La crisi del comparto agricolo europeo, i venti di carni sintetiche e cibi OGM impongono una riflessione che viene accelerata da una vicenda come la speculazione energetica che ci vorrebbero imporre.

La riflessione è più banale di quello che si pensa: cosa vogliamo farne del territorio che ci circonda? Come vorremmo fosse utilizzato?

Se non prendiamo parte a questi processi decisionali – così come ci vorrebbero escludere Roma e Bruxelles – ci ritroveremo presto con l’ennesima imposizione esterna della nostra storia, dopo miniere, industria pesante, basi militari ecc.

Non è facile competere con le politiche istituzionali sulle decisioni che riguardano casa nostra, sembra strano dirlo ma è così.

Solo una partecipazione attiva e di massa può invertire questa tendenza e le migliaia di persone che a vario titolo in questi mesi si sono mobilitate per difendere la Sardegna dalla speculazione energetica sono un esempio di come si possa percorrere questa strada.

Uno sguardo indietro e uno avanti.

In questi mesi la percezione o la realtà – a seconda dei casi – dell’attacco in corso ha risvegliato e rafforzato qua e la pratiche e ricordi sull’utilizzo della terra, della campagna.

La percezione reale della possibile perdita delle proprietà ha fatto ritornare la voglia di condividerle, di condividere il lavoro e il raccolto.

A Selargius per esempio, fra i partecipanti al comitato è nata una forte intesa per la difesa dell’agro selargino, ne sono nati orti e vigne collettive, lavori comunitari, pranzi, chiacchiere e risate, con il comune denominatore della lotta contro il Tyrrhenian link.

A Nuraxi Figus la difesa dei territori individuati da Terna per la costruzione di un’enorme sottostazione, è nata e vive tra persone che lavorano la terra e non hanno alcuna intenzione di smettere di farlo, e ne stanno conoscendo di nuove che la pensano come loro.

Chiunque conosca un po’ le dinamiche campagnole sarde sa quanto legame c’è o ci può essere con piccoli o grandi appezzamenti, a volte ereditati, a volte comprati tra mille fatiche, necessari a campare o arrotondare, o utili a svagarsi e divertirsi.

In mezzo a Sa laurera – per citare Giulio Angioni – in un modo o nell’altro ci siamo cresciuti, difendere questi saperi non vuol dire essere nostalgici dell’aratro a buoi, ma far sì che la terra rimanga una possibile, vera e propria fonte di sussistenza per individui o comunità, in grado di preservarne gli usi, i costumi, le consuetudini e i saperi ancestrali, senza negarsi – anzi – le possibilità innovative che il presente offre.

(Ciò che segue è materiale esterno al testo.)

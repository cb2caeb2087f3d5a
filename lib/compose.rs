/*
 * Copyright (c) Meta Platforms, Inc. and affiliates.
 *
 * This source code is licensed under the MIT license found in the
 * LICENSE file in the root directory of this source tree.
 */

use std::path::Path;
use std::path::PathBuf;

use crate::error::SessionError;
use crate::metadata::CheckConfig;
use crate::snippet::Snippet;

/// The header is always exactly this many lines, whatever the configuration,
/// so a diagnostic's composed line maps back by constant arithmetic.
pub const HEADER_LINES: usize = 4;

/// A snippet wrapped into a self-contained checkable module: directive
/// comments the checker interprets natively, an import preamble, and the
/// snippet body.
#[derive(Debug, Clone)]
pub struct ComposedUnit {
    name: String,
    text: String,
    snippet: Snippet,
}

fn directive(key: &str, value: Option<String>) -> String {
    format!(
        "# tyassert: {key}={}",
        value.unwrap_or_else(|| "default".to_owned())
    )
}

impl ComposedUnit {
    pub fn new(name: String, snippet: &Snippet, config: &CheckConfig) -> Self {
        let header = [
            directive(
                "python-version",
                config.python_version.map(|v| v.to_string()),
            ),
            directive("platform", config.python_platform.clone()),
            "from typing import *".to_owned(),
            String::new(),
        ];
        debug_assert_eq!(header.len(), HEADER_LINES);
        let mut text = header.join("\n");
        text.push('\n');
        text.push_str(&snippet.to_text());
        Self {
            name,
            text,
            snippet: snippet.clone(),
        }
    }

    pub fn name(&self) -> &str {
        &self.name
    }

    pub fn text(&self) -> &str {
        &self.text
    }

    pub fn snippet(&self) -> &Snippet {
        &self.snippet
    }

    /// Write the unit as `<scratch>/<name>.py`, where the session will point
    /// the checker at it.
    pub fn write(&self, scratch: &Path) -> Result<PathBuf, SessionError> {
        let path = scratch.join(format!("{}.py", self.name));
        std::fs::write(&path, &self.text).map_err(|source| SessionError::Scratch {
            path: path.clone(),
            source,
        })?;
        Ok(path)
    }

    /// Translate a 1-based line in the composed unit back to the original
    /// source. Lines inside the header clamp to the snippet's first line.
    pub fn map_line(&self, composed_line: usize) -> usize {
        self.snippet.start_line() + composed_line.saturating_sub(HEADER_LINES + 1)
    }
}
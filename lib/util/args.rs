/*
 * Copyright (c) Meta Platforms, Inc. and affiliates.
 *
 * This source code is licensed under the MIT license found in the
 * LICENSE file in the root directory of this source tree.
 */

use std::ffi::OsString;

use anyhow::Context as _;
use argfile::Argument;

pub static ENV_VAR_OVERRIDE_PREFIX: &str = "TYASSERT_";

/// Do `@` file expansion
pub fn get_args_expanded(args: impl Iterator<Item = OsString>) -> anyhow::Result<Vec<OsString>> {
    // Most programs drop empty lines, so we do too.
    fn parse_file_skipping_blanks(content: &str, prefix: char) -> Vec<Argument> {
        let mut res = argfile::parse_fromfile(content, prefix);
        res.retain(|x| match x {
            Argument::PassThrough(arg) => !arg.is_empty(),
            _ => true,
        });
        res
    }

    argfile::expand_args_from(args, parse_file_skipping_blanks, argfile::PREFIX)
        .context("When parsing @arg files")
}

pub fn clap_env(suffix: &str) -> String {
    ENV_VAR_OVERRIDE_PREFIX.to_owned() + suffix
}
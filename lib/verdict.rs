/*
 * Copyright (c) Meta Platforms, Inc. and affiliates.
 *
 * This source code is licensed under the MIT license found in the
 * LICENSE file in the root directory of this source tree.
 */

use std::path::Path;

use itertools::Itertools;
use regex::Regex;

use crate::compose::ComposedUnit;
use crate::diagnostic::Diagnostic;
use crate::diagnostic::RawDiagnostic;
use crate::diagnostic::Severity;
use crate::error::AssertionError;

/// The outcome of one submission: the checker's diagnostics, already mapped
/// back onto the original source. Pass means no error-severity diagnostic.
#[derive(Debug, Clone)]
pub struct Verdict {
    diagnostics: Vec<Diagnostic>,
}

impl Verdict {
    /// Map raw diagnostics through the unit's constant header offset.
    /// Diagnostics for other files (imports, earlier units) are not part of
    /// this unit's verdict.
    pub fn new(unit: &ComposedUnit, raw: &[RawDiagnostic]) -> Verdict {
        let diagnostics = raw
            .iter()
            .filter(|d| {
                Path::new(&d.file)
                    .file_stem()
                    .is_some_and(|stem| stem.to_str() == Some(unit.name()))
            })
            .map(|d| Diagnostic {
                file: unit.snippet().file().to_owned(),
                line: unit.map_line(d.line),
                severity: d.severity,
                message: d.message.clone(),
            })
            .collect();
        Verdict { diagnostics }
    }

    pub fn diagnostics(&self) -> &[Diagnostic] {
        &self.diagnostics
    }

    pub fn errors(&self) -> Vec<&Diagnostic> {
        self.diagnostics
            .iter()
            .filter(|d| d.severity == Severity::Error)
            .collect()
    }

    pub fn is_pass(&self) -> bool {
        self.errors().is_empty()
    }
}

fn listed(diagnostics: &[&Diagnostic]) -> String {
    diagnostics.iter().map(|d| format!("  {d}")).join("\n")
}

/// The snippet was expected to type check cleanly.
pub fn expect_pass(verdict: &Verdict) -> Result<(), AssertionError> {
    let errors = verdict.errors();
    if errors.is_empty() {
        Ok(())
    } else {
        Err(AssertionError::new(format!(
            "snippet failed to type check:\n{}",
            listed(&errors)
        )))
    }
}

/// The snippet was expected to be rejected; `pattern`, when given, is a regex
/// searched against each mapped `file:line: severity: message` rendering.
pub fn expect_errors(
    verdict: &Verdict,
    origin: &str,
    pattern: Option<&str>,
) -> Result<(), AssertionError> {
    if verdict.is_pass() {
        return Err(AssertionError::new(format!(
            "snippet at {origin} unexpectedly type checked"
        )));
    }
    if let Some(pattern) = pattern {
        let regex = Regex::new(pattern).map_err(|e| {
            AssertionError::new(format!("bad expected-diagnostic pattern `{pattern}`: {e}"))
        })?;
        let all: Vec<&Diagnostic> = verdict.diagnostics().iter().collect();
        if !all.iter().any(|d| regex.is_match(&d.to_string())) {
            return Err(AssertionError::new(format!(
                "no diagnostic matched `{pattern}`, got:\n{}",
                listed(&all)
            )));
        }
    }
    Ok(())
}
//! Role-based authorization.
//!
//! [`RoleGuard`] runs after authentication and asks the [`RoleLookup`] whether the
//! caller holds a role. The three lookup outcomes stay distinct:
//!
//! | Lookup | Response |
//! |--------|----------|
//! | `Ok(true)` | handler runs |
//! | `Ok(false)` | 403 `FORBIDDEN` |
//! | `Err(_)` | 503 `SERVICE_UNAVAILABLE`, reported |

use std::sync::Arc;

use async_trait::async_trait;
use axum::{
    extract::Request,
    middleware::Next,
    response::{IntoResponse, Response},
};
use tastelog_auth::RoleLookup;
use tastelog_core::{AppError, ErrorReport, TelemetrySink};
use tracing::{debug, warn};

use crate::middleware::context::{current_user_id, report_context};
use crate::middleware::pipeline::{Guard, Stage};

#[derive(Debug, Clone)]
pub struct RoleGuard {
    role: String,
    lookup: Arc<dyn RoleLookup>,
    telemetry: Arc<dyn TelemetrySink>,
}

impl RoleGuard {
    pub fn new(
        role: impl Into<String>,
        lookup: Arc<dyn RoleLookup>,
        telemetry: Arc<dyn TelemetrySink>,
    ) -> Self {
        Self {
            role: role.into(),
            lookup,
            telemetry,
        }
    }
}

#[async_trait]
impl Guard for RoleGuard {
    fn stage(&self) -> Stage {
        Stage::Authorize
    }

    async fn handle(&self, req: Request, next: Next) -> Response {
        let Some(user_id) = current_user_id() else {
            return AppError::auth_required().into_response();
        };

        match self.lookup.has_role(&user_id, &self.role).await {
            Ok(true) => next.run(req).await,
            Ok(false) => {
                debug!(role = %self.role, "Caller lacks required role");
                AppError::forbidden(format!("Access denied. Required role: {}", self.role))
                    .into_response()
            }
            Err(e) => {
                warn!(role = %self.role, error = %e, "Role lookup failed");
                self.telemetry.report(
                    ErrorReport::new("RoleLookupFailed", e.to_string(), report_context())
                        .with_extra("role", self.role.clone()),
                );
                AppError::service_unavailable("Authorization is temporarily unavailable")
                    .into_response()
            }
        }
    }
}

Disinteressarsi ora delle sorti del nostro territorio è un errore che non possiamo permetterci.

Immaginare nella difesa dalla speculazione energetica un utilizzo futuro e condiviso della terra ,potrebbe essere una grande esperienza intergenerazionale per rivitalizzare la società, imparando a lottare per la propria libertà senza delegarla.

Non vendiamo la nostra terra.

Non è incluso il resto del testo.